Examinations of the Stomach contents of Discus Fry
The stomach contents of the larvae, that is the day old discus fish, confirm without a doubt that no slime is taken in from the skin, but rather – as mentioned above – epidermal material and sekretocyten. What is impressive is the low concentration of carbohydrate and lipids in these sekretocyten; in this way, overloading of the digestive tract of newly free swimming fish whose digestive glands are not capable of delivering digestive enzymes to the stomach is prevented.
In the stomach of the fry, aside from epithelial bacteria (which can also be found on the epidermis of the adult fish), gravel algae can also be found. Presumably this intake of bacteria accelerates the development of the physiologically important intestinal flora.

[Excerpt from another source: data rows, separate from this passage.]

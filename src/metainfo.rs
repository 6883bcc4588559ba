//! Bencode decoding of `.torrent` files.
//!
//! This is the "metainfo parser" collaborator named in the core
//! specification: it is deliberately narrow, exposing only what the engine
//! needs (info hash, piece length, piece hashes, file layout) via
//! [`Metainfo::into_torrent_info`].

use crate::{
    error::{Error, Result},
    storage_info::{FileInfo, FsStructure, TorrentInfo},
    Sha1Hash,
};
use sha1::{Digest, Sha1};

/// The top-level bencoded dictionary of a `.torrent` file.
#[derive(Debug, Deserialize)]
pub struct Metainfo {
    pub announce: String,
    pub info: Info,
}

impl Metainfo {
    /// Parses a metainfo file's raw bytes.
    pub fn from_bytes(buf: &[u8]) -> Result<Self> {
        Ok(serde_bencode::from_bytes(buf)?)
    }

    /// Computes the SHA-1 info hash by re-encoding the `info` dictionary
    /// exactly as it appeared (bencode's canonical form is unique, so
    /// round-tripping through our `Info` struct reproduces the same bytes
    /// the original encoder produced).
    pub fn info_hash(&self) -> Result<Sha1Hash> {
        let info = serde_bencode::to_bytes(&self.info)?;
        let digest = Sha1::digest(&info);
        let mut info_hash = [0; 20];
        info_hash.copy_from_slice(&digest);
        Ok(info_hash)
    }

    /// Converts the decoded metainfo into the engine's read-only
    /// [`TorrentInfo`] descriptor.
    pub fn into_torrent_info(
        self,
        download_dir: std::path::PathBuf,
    ) -> Result<TorrentInfo> {
        let info_hash = self.info_hash()?;

        if self.info.pieces.len() % 20 != 0 || self.info.pieces.is_empty() {
            return Err(Error::MalformedTorrentInfo(format!(
                "piece hash string length {} is not a positive multiple of 20",
                self.info.pieces.len()
            )));
        }
        let piece_hashes: Vec<Sha1Hash> = self
            .info
            .pieces
            .chunks_exact(20)
            .map(|c| {
                let mut h = [0u8; 20];
                h.copy_from_slice(c);
                h
            })
            .collect();

        let structure = match (self.info.length, self.info.files) {
            (Some(len), None) => FsStructure::File(FileInfo {
                path: download_dir.join(&self.info.name),
                len,
                torrent_offset: 0,
            }),
            (None, Some(files)) => {
                if files.is_empty() {
                    return Err(Error::MalformedTorrentInfo(
                        "multi-file torrent with empty file list".into(),
                    ));
                }
                let mut torrent_offset = 0;
                let mut out = Vec::with_capacity(files.len());
                for file in files {
                    let len = file.length as u64;
                    let path: std::path::PathBuf =
                        file.path.iter().collect();
                    out.push(FileInfo {
                        path: download_dir.join(&self.info.name).join(path),
                        len,
                        torrent_offset,
                    });
                    torrent_offset += len;
                }
                FsStructure::Archive { files: out }
            }
            (Some(_), Some(_)) | (None, None) => {
                return Err(Error::MalformedTorrentInfo(
                    "info dictionary must have exactly one of `length` or `files`"
                        .into(),
                ))
            }
        };

        if self.info.piece_length == 0 {
            return Err(Error::MalformedTorrentInfo(
                "piece length must be positive".into(),
            ));
        }

        Ok(TorrentInfo::new(
            info_hash,
            self.info.piece_length as u32,
            piece_hashes,
            structure,
        ))
    }
}

/// The bencoded `info` dictionary of a `.torrent` file.
#[derive(Debug, Clone, Serialize, Deserialize)]
pub struct Info {
    pub name: String,
    #[serde(with = "serde_bytes")]
    pub pieces: Vec<u8>,
    #[serde(rename = "piece length")]
    pub piece_length: u64,
    #[serde(skip_serializing_if = "Option::is_none")]
    pub length: Option<u64>,
    #[serde(skip_serializing_if = "Option::is_none")]
    pub files: Option<Vec<File>>,
    #[serde(skip_serializing_if = "Option::is_none")]
    pub private: Option<u8>,
}

/// One file entry in a multi-file torrent's `files` list.
#[derive(Debug, Clone, Serialize, Deserialize)]
pub struct File {
    pub path: Vec<String>,
    pub length: i64,
}
//! This module defines types used to configure the engine and its parts.

use std::{path::PathBuf, time::Duration};

/// The global configuration for the download engine and all its parts.
#[derive(Clone, Debug)]
pub struct Conf {
    /// The directory in which the torrent's files are placed once assembled.
    pub download_dir: PathBuf,

    /// How long to wait for a TCP connection to a peer to complete.
    pub connect_timeout: Duration,

    /// How long to wait for any single framed message from a peer (the
    /// handshake reply, the bitfield, the unchoke, or a piece message)
    /// before treating the read as a failure.
    pub read_timeout: Duration,

    /// The fixed length of a block request, except possibly for the last
    /// block of the last piece. Always [`crate::BLOCK_LEN`] in this client;
    /// kept here so callers have one place to see the value used throughout
    /// the engine.
    pub block_len: u32,

    /// The number of times a single block request is retried before its
    /// piece is released back to the store.
    pub max_block_retries: u32,

    /// The number of consecutive I/O failures (timeouts, read/write errors,
    /// unexpected message ids) a session tolerates before it terminates the
    /// connection.
    pub max_consecutive_failures: u32,
}

impl Conf {
    /// Returns the engine configuration with reasonable defaults, except for
    /// the download directory, as it is not sensible to guess that for the
    /// user.
    pub fn new(download_dir: impl Into<PathBuf>) -> Self {
        Self {
            download_dir: download_dir.into(),
            connect_timeout: Duration::from_secs(3),
            read_timeout: Duration::from_secs(5),
            block_len: crate::BLOCK_LEN,
            max_block_retries: 3,
            max_consecutive_failures: 3,
        }
    }
}

#[cfg(test)]
mod tests {
    use super::*;

    #[test]
    fn defaults_match_spec() {
        let conf = Conf::new("/tmp/does-not-matter");
        assert_eq!(conf.connect_timeout, Duration::from_secs(3));
        assert_eq!(conf.read_timeout, Duration::from_secs(5));
        assert_eq!(conf.max_block_retries, 3);
        assert_eq!(conf.max_consecutive_failures, 3);
        assert_eq!(conf.block_len, 16384);
    }
}
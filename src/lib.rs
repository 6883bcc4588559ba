// needed by the `select!` macro reaching the default recursion limit
#![recursion_limit = "256"]

#[macro_use]
extern crate serde_derive;

pub mod conf;
pub mod disk;
pub mod error;
pub mod metainfo;
pub mod orchestrator;
pub mod peer;
pub mod piece_store;
pub mod storage_info;
pub mod tracker;

use bitvec::prelude::{BitVec, Msb0};

pub use storage_info::{FileInfo, TorrentInfo};

/// The type of a piece's index.
///
/// On the wire all integers are sent as 4-byte big endian integers, but in the
/// source code we use `usize` to be consistent with other index types in Rust.
pub type PieceIndex = usize;

/// The type of a file's index.
pub type FileIndex = usize;

/// The peer ID is an arbitrary 20 byte string.
///
/// Guidelines for choosing a peer ID: http://bittorrent.org/beps/bep_0020.html.
pub type PeerId = [u8; 20];

/// A SHA-1 hash digest, 20 bytes long.
pub type Sha1Hash = [u8; 20];

/// The bitfield represents the piece availability of a peer.
///
/// It is a compact bool vector of most significant bits to least significants
/// bits, that is, where the first highest bit represents the first piece, the
/// second highest element the second piece, and so on (e.g. `0b1100_0001` would
/// mean that we have pieces 0, 1, and 7). A truthy boolean value of a piece's
/// position in this vector means that the peer has the piece, while a falsy
/// value means it doesn't have the piece.
pub type Bitfield = BitVec<Msb0, u8>;

/// This is the only block length we're dealing with (except for possibly the
/// last block). It is the widely used and accepted 16 KiB.
pub const BLOCK_LEN: u32 = 0x4000;

/// A block is a fixed size chunk of a piece, which in turn is a fixed size
/// chunk of a torrent. Requesting and transferring data happens at this
/// granularity.
#[derive(Clone, Copy, Debug, PartialEq, Eq, PartialOrd, Ord, Hash)]
pub struct BlockInfo {
    /// The index of the piece of which this is a block.
    pub piece_index: PieceIndex,
    /// The zero-based byte offset into the piece.
    pub offset: u32,
    /// The block's length in bytes. Always 16 KiB ([`BLOCK_LEN`]), except
    /// possibly for the last block of the last piece.
    pub len: u32,
}

/// Returns the length of the block at `index` in a piece of the given
/// length.
///
/// If the piece is not a multiple of the default block length, the last
/// block is shorter.
///
/// # Panics
///
/// Panics if `index`'s block would start at or past `piece_len`.
pub fn block_len(piece_len: u32, index: usize) -> u32 {
    let index = index as u32;
    let block_offset = index * BLOCK_LEN;
    assert!(piece_len > block_offset);
    std::cmp::min(piece_len - block_offset, BLOCK_LEN)
}

/// Returns the number of blocks in a piece of the given length.
pub fn block_count(piece_len: u32) -> usize {
    // all but the last piece are a multiple of the block length, but the
    // last piece may be shorter so we need to account for this by rounding
    // up before dividing to get the number of blocks in piece
    (piece_len as usize + (BLOCK_LEN as usize - 1)) / BLOCK_LEN as usize
}

/// Generates a peer id of the form `-SB001-` followed by 13 characters from
/// `[a-z0-9]`.
pub fn generate_peer_id() -> PeerId {
    use rand::Rng;
    const PREFIX: &[u8] = b"-SB001-";
    const CHARSET: &[u8] = b"abcdefghijklmnopqrstuvwxyz0123456789";
    let mut id = [0u8; 20];
    id[..PREFIX.len()].copy_from_slice(PREFIX);
    let mut rng = rand::thread_rng();
    for slot in id[PREFIX.len()..].iter_mut() {
        *slot = CHARSET[rng.gen_range(0..CHARSET.len())];
    }
    id
}

#[cfg(test)]
mod tests {
    use super::*;

    // An arbitrary piece length that is an exact multiple of the canonical
    // block length (16 KiB).
    const BLOCK_LEN_MULTIPLE_PIECE_LEN: u32 = 2 * BLOCK_LEN;

    // An arbitrary piece length that is _not_ a multiple of the canonical block
    // length and the amount with which it overlaps the nearest exact multiple
    // value.
    const OVERLAP: u32 = 234;
    const UNEVEN_PIECE_LEN: u32 = 2 * BLOCK_LEN + OVERLAP;

    #[test]
    fn test_block_len() {
        assert_eq!(block_len(BLOCK_LEN_MULTIPLE_PIECE_LEN, 0), BLOCK_LEN);
        assert_eq!(block_len(BLOCK_LEN_MULTIPLE_PIECE_LEN, 1), BLOCK_LEN);

        assert_eq!(block_len(UNEVEN_PIECE_LEN, 0), BLOCK_LEN);
        assert_eq!(block_len(UNEVEN_PIECE_LEN, 1), BLOCK_LEN);
        assert_eq!(block_len(UNEVEN_PIECE_LEN, 2), OVERLAP);
    }

    #[test]
    #[should_panic]
    fn test_block_len_invalid_index_panic() {
        block_len(BLOCK_LEN_MULTIPLE_PIECE_LEN, 2);
    }

    #[test]
    fn test_block_count() {
        assert_eq!(block_count(BLOCK_LEN_MULTIPLE_PIECE_LEN), 2);

        assert_eq!(block_count(UNEVEN_PIECE_LEN), 3);
    }

    #[test]
    fn peer_id_has_expected_shape() {
        let id = generate_peer_id();
        assert_eq!(&id[..7], b"-SB001-");
        assert!(id[7..]
            .iter()
            .all(|b| b.is_ascii_lowercase() || b.is_ascii_digit()));
    }
}
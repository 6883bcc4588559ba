//! The crate-wide error type and result alias.
//!
//! Per-block and per-piece failures (retried block requests, a piece whose
//! SHA-1 doesn't match) are *not* represented here: the specification treats
//! those as locally recoverable and they never leave the peer session as an
//! [`Error`]. This type only covers failures that terminate a peer session,
//! the whole download, or one of the ambient collaborators (metainfo
//! decoding, the tracker client, disk I/O).

use std::path::PathBuf;

/// The crate-wide result type.
pub type Result<T> = std::result::Result<T, Error>;

/// All fatal error conditions the engine and its collaborators can produce.
#[derive(thiserror::Error, Debug)]
pub enum Error {
    /// The metainfo file could not be bencode-decoded.
    #[error("invalid metainfo: {0}")]
    InvalidMetainfo(#[from] serde_bencode::Error),

    /// The metainfo's `info` dictionary was structurally valid bencode but
    /// didn't describe a coherent torrent (e.g. neither `length` nor `files`
    /// present, or an empty piece hash list).
    #[error("malformed torrent info: {0}")]
    MalformedTorrentInfo(String),

    /// The tracker could not be reached, returned a non-success status, or
    /// its response body was not a well-formed bencoded peer list.
    #[error("tracker request failed: {0}")]
    Tracker(String),

    /// A lower-level HTTP failure while talking to the tracker.
    #[error("tracker http error: {0}")]
    TrackerHttp(#[from] reqwest::Error),

    /// A wire message violated the framing rules in section 4.1: truncated
    /// length-prefixed frame, wrong payload length for a known message id,
    /// or an invalid handshake.
    #[error("malformed peer message: {0}")]
    Malformed(String),

    /// The peer's handshake reply didn't match our info hash or protocol
    /// string.
    #[error("peer handshake rejected: {0}")]
    HandshakeRejected(String),

    /// The peer didn't send a bitfield as the first post-handshake message.
    #[error("peer sent no initial bitfield")]
    NoBitfield,

    /// The peer never unchoked us (or disconnected) while we waited for
    /// permission to request blocks.
    #[error("peer did not unchoke")]
    NotUnchoked,

    /// Three consecutive I/O failures (read, write, or timeout) on one
    /// connection.
    #[error("too many consecutive I/O failures with peer")]
    TooManyFailures,

    /// The piece store observed an operation that violates its invariants
    /// (double-release, double-complete). These indicate a bug in the
    /// session driving the store, not a remote failure, so they are fatal.
    #[error("piece store invariant violated: {0}")]
    InvariantViolation(String),

    /// The download finished (no more peers to try) without completing
    /// every piece.
    #[error("download incomplete: {completed}/{total} pieces")]
    Incomplete {
        completed: usize,
        total: usize,
    },

    /// Writing assembled pieces to disk failed.
    #[error("disk I/O error for {path}: {source}")]
    Disk {
        path: PathBuf,
        #[source]
        source: std::io::Error,
    },

    /// A bare I/O error with no associated path (socket errors etc.).
    #[error(transparent)]
    Io(#[from] std::io::Error),
}
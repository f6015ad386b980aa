use crate::error::{Result, StoreError};
use std::fs::File;
use std::path::Path;

#[derive(Debug, Clone, Copy, PartialEq, Eq)]
/// Advisory lock mode.
pub enum LockMode {
    /// Many holders at once, no exclusive holder.
    Shared,
    /// Single holder, no other lock of any kind.
    Exclusive,
}

/// An advisory `flock` held on the store file. Released on drop.
#[derive(Debug)]
pub struct LockGuard<'a> {
    file: &'a File,
    path: &'a Path,
    mode: LockMode,
    held: bool,
}

impl LockGuard<'_> {
    /// Mode currently held.
    #[must_use]
    pub const fn mode(&self) -> LockMode {
        self.mode
    }

    /// Convert a shared lock into an exclusive one, blocking until every other
    /// holder is gone.
    ///
    /// `flock` conversion is not atomic: another process may take the
    /// exclusive lock in between, so anything read under the shared lock must
    /// be read again afterwards.
    ///
    /// # Errors
    /// Returns [`StoreError::Lock`] if the lock cannot be taken.
    pub fn upgrade(&mut self) -> Result<()> {
        if self.mode == LockMode::Exclusive {
            return Ok(());
        }
        lock_file(self.file, self.path, LockMode::Exclusive)?;
        self.mode = LockMode::Exclusive;
        Ok(())
    }

    /// Release the lock explicitly, surfacing any unlock error.
    ///
    /// # Errors
    /// Returns [`StoreError::Lock`] if unlocking fails.
    pub fn release(mut self) -> Result<()> {
        self.release_inner()
    }

    fn release_inner(&mut self) -> Result<()> {
        if !self.held {
            return Ok(());
        }
        self.held = false;
        fs2::FileExt::unlock(self.file).map_err(|source| StoreError::Lock {
            path: self.path.to_path_buf(),
            source,
        })
    }
}

impl Drop for LockGuard<'_> {
    fn drop(&mut self) {
        let _ = self.release_inner();
    }
}

fn lock_file(file: &File, path: &Path, mode: LockMode) -> Result<()> {
    let res = match mode {
        LockMode::Shared => fs2::FileExt::lock_shared(file),
        LockMode::Exclusive => fs2::FileExt::lock_exclusive(file),
    };
    res.map_err(|source| StoreError::Lock {
        path: path.to_path_buf(),
        source,
    })
}

/// Block until `mode` is held on `file`.
///
/// # Errors
/// Returns [`StoreError::Lock`] if the filesystem refuses the lock.
pub fn acquire<'a>(file: &'a File, path: &'a Path, mode: LockMode) -> Result<LockGuard<'a>> {
    lock_file(file, path, mode)?;
    Ok(LockGuard {
        file,
        path,
        mode,
        held: true,
    })
}

#[cfg(test)]
mod tests {
    use super::*;
    use anyhow::ensure;
    use std::fs::OpenOptions;
    use std::path::PathBuf;

    fn open(path: &Path) -> std::io::Result<File> {
        OpenOptions::new()
            .create(true)
            .read(true)
            .append(true)
            .open(path)
    }

    fn store_path(dir: &tempfile::TempDir) -> PathBuf {
        dir.path().join("friends.csv")
    }

    #[test]
    fn shared_locks_coexist_and_block_exclusive() -> anyhow::Result<()> {
        let dir = tempfile::tempdir()?;
        let path = store_path(&dir);
        let (f1, f2, f3) = (open(&path)?, open(&path)?, open(&path)?);

        let g1 = acquire(&f1, &path, LockMode::Shared)?;
        let g2 = acquire(&f2, &path, LockMode::Shared)?;
        ensure!(fs2::FileExt::try_lock_exclusive(&f3).is_err());

        g1.release()?;
        drop(g2);
        ensure!(fs2::FileExt::try_lock_exclusive(&f3).is_ok());
        fs2::FileExt::unlock(&f3)?;
        Ok(())
    }

    #[test]
    fn upgrade_excludes_other_readers_until_drop() -> anyhow::Result<()> {
        let dir = tempfile::tempdir()?;
        let path = store_path(&dir);
        let (f1, f2) = (open(&path)?, open(&path)?);

        {
            let mut guard = acquire(&f1, &path, LockMode::Shared)?;
            guard.upgrade()?;
            ensure!(guard.mode() == LockMode::Exclusive);
            ensure!(fs2::FileExt::try_lock_shared(&f2).is_err());
        }

        ensure!(fs2::FileExt::try_lock_shared(&f2).is_ok());
        fs2::FileExt::unlock(&f2)?;
        Ok(())
    }
}
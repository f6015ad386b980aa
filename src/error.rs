//! Error types for the pairing store.

use std::path::PathBuf;

/// Errors raised while reading, locking or mutating the pairing store.
///
/// Every variant is fatal for the resolve that raised it. The store is never
/// repaired automatically.
#[derive(Debug, thiserror::Error)]
pub enum StoreError {
    /// A line of the store violates the `participant_a,participant_b` format.
    #[error("malformed store line {line}: {reason}")]
    Parse {
        /// 1-based line number.
        line: usize,
        /// What is wrong with the line.
        reason: String,
    },

    /// The store parsed but its records break a pairing invariant.
    #[error("store invariant violated: {0}")]
    InvariantViolation(String),

    /// The advisory lock could not be taken or released.
    #[error("cannot lock store {}: {source}", .path.display())]
    Lock {
        /// Store file the lock applies to.
        path: PathBuf,
        /// Underlying lock error.
        #[source]
        source: std::io::Error,
    },

    /// Any other I/O failure on the store file.
    #[error("{context}: {source}")]
    Io {
        /// What was being done.
        context: String,
        /// Underlying I/O error.
        #[source]
        source: std::io::Error,
    },
}

impl StoreError {
    pub(crate) fn io(context: impl Into<String>, source: std::io::Error) -> Self {
        Self::Io {
            context: context.into(),
            source,
        }
    }
}

/// Result alias for store operations.
pub type Result<T> = std::result::Result<T, StoreError>;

The Results of the Research Summarized above allow the following Conclusions:
1. A secretion as a discharge product of cells which have produced it, does not exist in discus fish. The protective slime layer which exists in every fish, likewise plays no role in the feeding of larval discus. The story often circulated among discus aquarists how “discus milk” is suckled is not applicable.
2. During the reproductive period of the parent discus, there occurs a hormonally controlled Hypertrophierung (enlargement through cellular growth) of the skin.
3. The results described also make it clear that discus fish are especially sensitive to various pollutants in their environment (first in importance is the water itself, but also the air).
4. The skin particles taken in by the fry have not only nutritional function.
5. There are no significant differences between the sexes among brood rearing discus parents.
Abbildung:
The various layers of the fish skin after the Epidermis and the Corium in the pockets of which the very small scales of the discus lie, and which forms the actual skin (cutis). Further inwards (inwards toward the body) are the underlying tissue and the skeletal musculature.
Literature:
1. Bremer, H. and Walter U: Histologische, ultrastrukturelle and topochemische Untersuchungen zur Brutpflege von Symphysodon aequifasciatus Pellegrin 1903. Gegenbaurs morph. Jahrbuch Leipzig 132 (1986)2,S. 183-194.
2. Bremer, H. and Walter, U.: Wasfressen junge Diskusbuntbarsche? Aquarien-Terrarien 1/1986,S. 14-17.
3. Sterba, G.: Aquarienkunde. Verlag Eugen Ulmer, Stuttgart, 1989 (Lizenzausgabe).
4. Schriftliche Mitteilungen von Dr. Heinz Bremer and den Verfasser vorn 12.11.86 und 7.1.87.